48. A plant or part thereof inoculated with one or more endophytes according to claim 40; wherein the endophyte confers a biofertilizer phenotype to the plant or part thereof.

49. A plant according to claim 48, wherein the biofertilizer phenotype is enhanced growth of the plant under conditions of below normal nitrogen levels as compared with a plant that is absent of the endophyte.

50. A plant according to claim 48, wherein the biofertilizer phenotype is associated with enhanced growth of a plant or part thereof, and wherein the plant part is a root or a shoot.

51. A plant according to claim 50, wherein enhanced growth of the root length is between about 2%-30% longer relative to an uninoculated control plant, at least 7 days after inoculation.

52. A plant according to claim 48, wherein the endophyte is inoculated into a plant or part thereof that is free of that endophyte and is stably infected with said endophyte.

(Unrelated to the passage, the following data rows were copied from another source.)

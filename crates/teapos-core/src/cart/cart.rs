//! Cart and line item types.

use crate::catalog::{Product, ProductKind};
use crate::customization::{decode_drink, decode_snack, encode_drink, encode_snack};
use crate::ids::ProductId;
use crate::money::Money;
use crate::pricing::{size_delta, PricingPolicy};
use serde::{Deserialize, Serialize};

/// A line on the ticket: one product plus one exact customization.
#[derive(Debug, Clone, Serialize, Deserialize, PartialEq)]
pub struct LineItem {
    /// The product being sold (denormalized for display and pricing).
    pub product: Product,
    /// Quantity.
    pub quantity: i64,
    /// Canonical customization string, byte-for-byte as confirmed.
    pub customizations: String,
}

impl LineItem {
    fn new(product: Product, customizations: String) -> Self {
        Self {
            product,
            quantity: 1,
            customizations,
        }
    }

    /// Price for one unit under the given policy.
    ///
    /// With `charge_size_delta` on, the size named in the string's
    /// prefix is billed on top of the base price.
    pub fn unit_price(&self, policy: &PricingPolicy) -> Money {
        let base = self.product.unit_price();
        if policy.charge_size_delta {
            base + size_delta(&decode_drink(&self.customizations).size)
        } else {
            base
        }
    }

    /// Price for the whole line (unit price times quantity).
    pub fn line_total(&self, policy: &PricingPolicy) -> Money {
        self.unit_price(policy) * self.quantity
    }

    /// Normalized identity for diagnostics: the customization string
    /// round-tripped through the codec, keyed by product.
    ///
    /// Two lines the register keeps separate (say "Standard" and
    /// "Standard ") collapse to one structural key. Cart identity
    /// itself stays byte-exact; this is the structural view of it.
    pub fn structural_key(&self) -> String {
        let normalized = match self.product.kind() {
            ProductKind::Drink => encode_drink(&decode_drink(&self.customizations)),
            ProductKind::Snack => encode_snack(decode_snack(&self.customizations)),
        };
        format!("{}::{}", self.product.id, normalized)
    }
}

/// An order in progress.
///
/// Lines keep their insertion order; identity is the exact
/// (product, customization string) pair.
#[derive(Debug, Clone, Serialize, Deserialize, PartialEq)]
pub struct Cart {
    /// Lines in the order they were first rung up.
    pub items: Vec<LineItem>,
    /// Unix timestamp of creation.
    pub created_at: i64,
    /// Unix timestamp of last update.
    pub updated_at: i64,
}

impl Cart {
    /// Create an empty cart.
    pub fn new() -> Self {
        let now = current_timestamp();
        Self {
            items: Vec::new(),
            created_at: now,
            updated_at: now,
        }
    }

    /// Ring up one unit of a product with the given customization.
    ///
    /// A line already holding the identical (product, string) pair is
    /// bumped by one; anything else starts a new line at the end. The
    /// string comparison is byte-exact on purpose: a stray space makes
    /// a different line.
    pub fn add(&mut self, product: &Product, customizations: impl Into<String>) {
        let customizations = customizations.into();

        if let Some(existing) = self
            .items
            .iter_mut()
            .find(|i| i.product.id == product.id && i.customizations == customizations)
        {
            existing.quantity += 1;
        } else {
            self.items.push(LineItem::new(product.clone(), customizations));
        }
        self.updated_at = current_timestamp();
    }

    /// Set a line's quantity.
    ///
    /// Zero or negative removes the line. Returns whether a line was
    /// touched.
    pub fn set_quantity(
        &mut self,
        product_id: ProductId,
        customizations: &str,
        quantity: i64,
    ) -> bool {
        if quantity <= 0 {
            return self.remove(product_id, customizations);
        }

        if let Some(item) = self
            .items
            .iter_mut()
            .find(|i| i.product.id == product_id && i.customizations == customizations)
        {
            item.quantity = quantity;
            self.updated_at = current_timestamp();
            true
        } else {
            false
        }
    }

    /// Remove a line.
    pub fn remove(&mut self, product_id: ProductId, customizations: &str) -> bool {
        let len_before = self.items.len();
        self.items
            .retain(|i| !(i.product.id == product_id && i.customizations == customizations));
        let removed = self.items.len() < len_before;
        if removed {
            self.updated_at = current_timestamp();
        }
        removed
    }

    /// Clear all lines.
    pub fn clear(&mut self) {
        self.items.clear();
        self.updated_at = current_timestamp();
    }

    /// Get total item count (sum of quantities).
    pub fn item_count(&self) -> i64 {
        self.items.iter().map(|i| i.quantity).sum()
    }

    /// Get number of distinct lines.
    pub fn line_count(&self) -> usize {
        self.items.len()
    }

    /// Check if cart is empty.
    pub fn is_empty(&self) -> bool {
        self.items.is_empty()
    }

    /// Lines in insertion order.
    pub fn items(&self) -> &[LineItem] {
        &self.items
    }
}

impl Default for Cart {
    fn default() -> Self {
        Self::new()
    }
}

/// Get current Unix timestamp.
fn current_timestamp() -> i64 {
    use std::time::{SystemTime, UNIX_EPOCH};
    SystemTime::now()
        .duration_since(UNIX_EPOCH)
        .map(|d| d.as_secs() as i64)
        .unwrap_or(0)
}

53. A method for selecting a biofertilizer endophyte of a plant of the Cannabaceae family, said method comprising

a) substantially purifying or isolating one or more endophytes;

b) subjecting said one or more endophytes to microbiome profiling;

c) analysing the transcriptome of said one or more endophytes, preferably via sequencing, to identify expression of one or more genes associated with nitrogen fixation; and

d) selecting an endophyte which is capable of conferring a biofertilizer phenotype to the plant from which it is substantially purified or isolated and/or is capable of conferring a biofertilizer phenotype to a plant or part thereof to which it is inoculated.

54. A method according to claim 53, wherein the step of substantially purifying or isolating one or more endophytes includes:

a. providing one or more samples of said plant or part thereof;

b. preparing an extract(s) from said sample(s); and

c. growing bacterial colonies from said extract(s).

55. A method according to claim 53, wherein the step of subjecting the endophyte to microbiome profiling includes generating sequence data by metagenomics sequencing.

56. A method according to claim 55, wherein metagenomics sequencing is conducted using primers directed to a 16S rRNA gene and PNA PCR blockers.

57. A method according to claim 54, wherein the sample of plant material is selected from one or more ofthe group consisting offlowers, flowerbracts, leaves, petioles, roots and stem.

58. A method according to claim 53, wherein one or more of the following applies:

i) the biofertilizer phenotype is enhanced growth of the plant under conditions of below-normal nitrogen levels;

ii) the biofertilizer phenotype is associated with up-regulation of one or more of nifA, nifB, nifF and nifL; and

iii) the biofertilizer phenotype is associated with down-regulation of one or more of nifD, nifH, nifJ and nifK.

59. A method for conferring a biofertilizer phenotype to a plant or part thereof, said method including inoculating the plant or part thereof with an endophyte according to claim 40.